Exercise material:
=== Begin Enclosure ===
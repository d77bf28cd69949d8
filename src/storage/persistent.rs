//! Persistent, structural-sharing state values.
//!
//! A [`PersistentValue`] is a JSON scalar, a list, or a [`PersistentMap`].
//! Lists and maps are reference counted and never mutated once shared:
//! every write copies only the containers along the written path and reuses
//! every other subtree, so older roots stay valid for anyone still holding
//! them.

use super::array_index;
use serde::{Deserialize, Serialize};
use serde_json::{Map, Value};
use std::collections::BTreeMap;
use std::sync::Arc;

/// An immutable map from keys to persistent values.
#[derive(Clone, Debug, Default, PartialEq)]
pub struct PersistentMap {
    entries: Arc<BTreeMap<String, PersistentValue>>,
}

impl PersistentMap {
    pub fn new() -> Self {
        Self::default()
    }

    pub fn get(&self, key: &str) -> Option<&PersistentValue> {
        self.entries.get(key)
    }

    /// Return a new map with `key` bound to `value`.
    ///
    /// The receiver is left unchanged; the two maps share every other entry.
    pub fn insert(&self, key: impl Into<String>, value: PersistentValue) -> Self {
        let mut entries = BTreeMap::clone(&self.entries);
        entries.insert(key.into(), value);
        Self {
            entries: Arc::new(entries),
        }
    }

    pub fn iter(&self) -> impl Iterator<Item = (&str, &PersistentValue)> {
        self.entries.iter().map(|(k, v)| (k.as_str(), v))
    }

    pub fn len(&self) -> usize {
        self.entries.len()
    }

    pub fn is_empty(&self) -> bool {
        self.entries.is_empty()
    }

    /// True when both maps are the same shared allocation.
    pub fn ptr_eq(&self, other: &PersistentMap) -> bool {
        Arc::ptr_eq(&self.entries, &other.entries)
    }
}

impl FromIterator<(String, PersistentValue)> for PersistentMap {
    fn from_iter<I: IntoIterator<Item = (String, PersistentValue)>>(iter: I) -> Self {
        Self {
            entries: Arc::new(iter.into_iter().collect()),
        }
    }
}

/// A node of a persistent state tree.
///
/// `PersistentValue::default()` is the JSON `null` scalar, which stands for
/// "no value".
///
/// # Example
///
/// ```rust
/// use reducer_builder::storage::PersistentValue;
/// use serde_json::json;
///
/// let before = PersistentValue::from_json(json!({ "deep": { "counter": 0 }, "other": [1, 2] }));
/// let after = before.set_in(&["deep".into(), "counter".into()], PersistentValue::from(2));
///
/// assert_eq!(before.to_json(), json!({ "deep": { "counter": 0 }, "other": [1, 2] }));
/// assert_eq!(after.to_json(), json!({ "deep": { "counter": 2 }, "other": [1, 2] }));
/// ```
#[derive(Clone, Debug, PartialEq, Serialize, Deserialize)]
#[serde(from = "Value", into = "Value")]
pub enum PersistentValue {
    Scalar(Value),
    List(Arc<Vec<PersistentValue>>),
    Map(PersistentMap),
}

impl Default for PersistentValue {
    fn default() -> Self {
        PersistentValue::Scalar(Value::Null)
    }
}

impl PersistentValue {
    /// An empty map value.
    pub fn map() -> Self {
        PersistentValue::Map(PersistentMap::new())
    }

    /// Convert a JSON value, turning every object into a persistent map and
    /// every array into a persistent list.
    pub fn from_json(value: Value) -> Self {
        match value {
            Value::Object(fields) => PersistentValue::Map(
                fields
                    .into_iter()
                    .map(|(k, v)| (k, PersistentValue::from_json(v)))
                    .collect(),
            ),
            Value::Array(items) => PersistentValue::List(Arc::new(
                items.into_iter().map(PersistentValue::from_json).collect(),
            )),
            other => PersistentValue::Scalar(other),
        }
    }

    pub fn to_json(&self) -> Value {
        match self {
            PersistentValue::Scalar(value) => value.clone(),
            PersistentValue::List(items) => Value::Array(items.iter().map(PersistentValue::to_json).collect()),
            PersistentValue::Map(map) => Value::Object(
                map.iter()
                    .map(|(k, v)| (k.to_owned(), v.to_json()))
                    .collect::<Map<String, Value>>(),
            ),
        }
    }

    pub fn as_map(&self) -> Option<&PersistentMap> {
        match self {
            PersistentValue::Map(map) => Some(map),
            _ => None,
        }
    }

    pub fn as_scalar(&self) -> Option<&Value> {
        match self {
            PersistentValue::Scalar(value) => Some(value),
            _ => None,
        }
    }

    pub fn as_i64(&self) -> Option<i64> {
        self.as_scalar().and_then(Value::as_i64)
    }

    pub fn as_str(&self) -> Option<&str> {
        self.as_scalar().and_then(Value::as_str)
    }

    pub fn is_null(&self) -> bool {
        matches!(self, PersistentValue::Scalar(Value::Null))
    }

    /// Look up a direct child: a map entry, or a list element by index.
    pub fn get(&self, key: &str) -> Option<&PersistentValue> {
        match self {
            PersistentValue::Map(map) => map.get(key),
            PersistentValue::List(items) => array_index(key).and_then(|i| items.get(i)),
            PersistentValue::Scalar(_) => None,
        }
    }

    /// Look up a nested value by key path. An empty key path yields `self`.
    pub fn get_in(&self, keys: &[String]) -> Option<&PersistentValue> {
        keys.iter().try_fold(self, |node, key| node.get(key))
    }

    /// Return a new value with `key` bound to `value`.
    ///
    /// A list accepts an existing index or the next one past its end; any
    /// other key turns it into a map keyed by element index. A scalar
    /// receiver is treated as an empty list for key `0` and as an empty map
    /// otherwise.
    pub fn set(&self, key: impl Into<String>, value: PersistentValue) -> Self {
        let key = key.into();
        match self {
            PersistentValue::Map(map) => PersistentValue::Map(map.insert(key, value)),
            PersistentValue::List(items) => match array_index(&key) {
                Some(index) if index <= items.len() => {
                    let mut items = Vec::clone(items);
                    if index == items.len() {
                        items.push(value);
                    } else {
                        items[index] = value;
                    }
                    PersistentValue::List(Arc::new(items))
                }
                _ => {
                    let map: PersistentMap = items
                        .iter()
                        .enumerate()
                        .map(|(i, item)| (i.to_string(), item.clone()))
                        .collect();
                    PersistentValue::Map(map.insert(key, value))
                }
            },
            PersistentValue::Scalar(_) if array_index(&key) == Some(0) => {
                PersistentValue::List(Arc::new(vec![value]))
            }
            PersistentValue::Scalar(_) => PersistentValue::Map(PersistentMap::new().insert(key, value)),
        }
    }

    /// Return a new value with `value` written at the nested key path,
    /// copying only the containers along that path.
    pub fn set_in(&self, keys: &[String], value: PersistentValue) -> Self {
        let Some((key, rest)) = keys.split_first() else {
            return value;
        };
        let child = self.get(key).cloned().unwrap_or_default();
        self.set(key.clone(), child.set_in(rest, value))
    }
}

impl From<Value> for PersistentValue {
    fn from(value: Value) -> Self {
        PersistentValue::from_json(value)
    }
}

impl From<PersistentValue> for Value {
    fn from(value: PersistentValue) -> Self {
        value.to_json()
    }
}

impl From<PersistentMap> for PersistentValue {
    fn from(map: PersistentMap) -> Self {
        PersistentValue::Map(map)
    }
}

macro_rules! scalar_from {
    ($($ty:ty),*) => {
        $(
            impl From<$ty> for PersistentValue {
                fn from(n: $ty) -> Self {
                    PersistentValue::Scalar(Value::from(n))
                }
            }
        )*
    };
}

scalar_from!(i32, i64, u32, u64, f64);

impl From<bool> for PersistentValue {
    fn from(b: bool) -> Self {
        PersistentValue::Scalar(Value::from(b))
    }
}

impl From<&str> for PersistentValue {
    fn from(s: &str) -> Self {
        PersistentValue::Scalar(Value::from(s))
    }
}

impl From<String> for PersistentValue {
    fn from(s: String) -> Self {
        PersistentValue::Scalar(Value::from(s))
    }
}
=== End Enclosure ===
How many lines in the records hold the string "node"? The number alone is the answer.

Solution:
2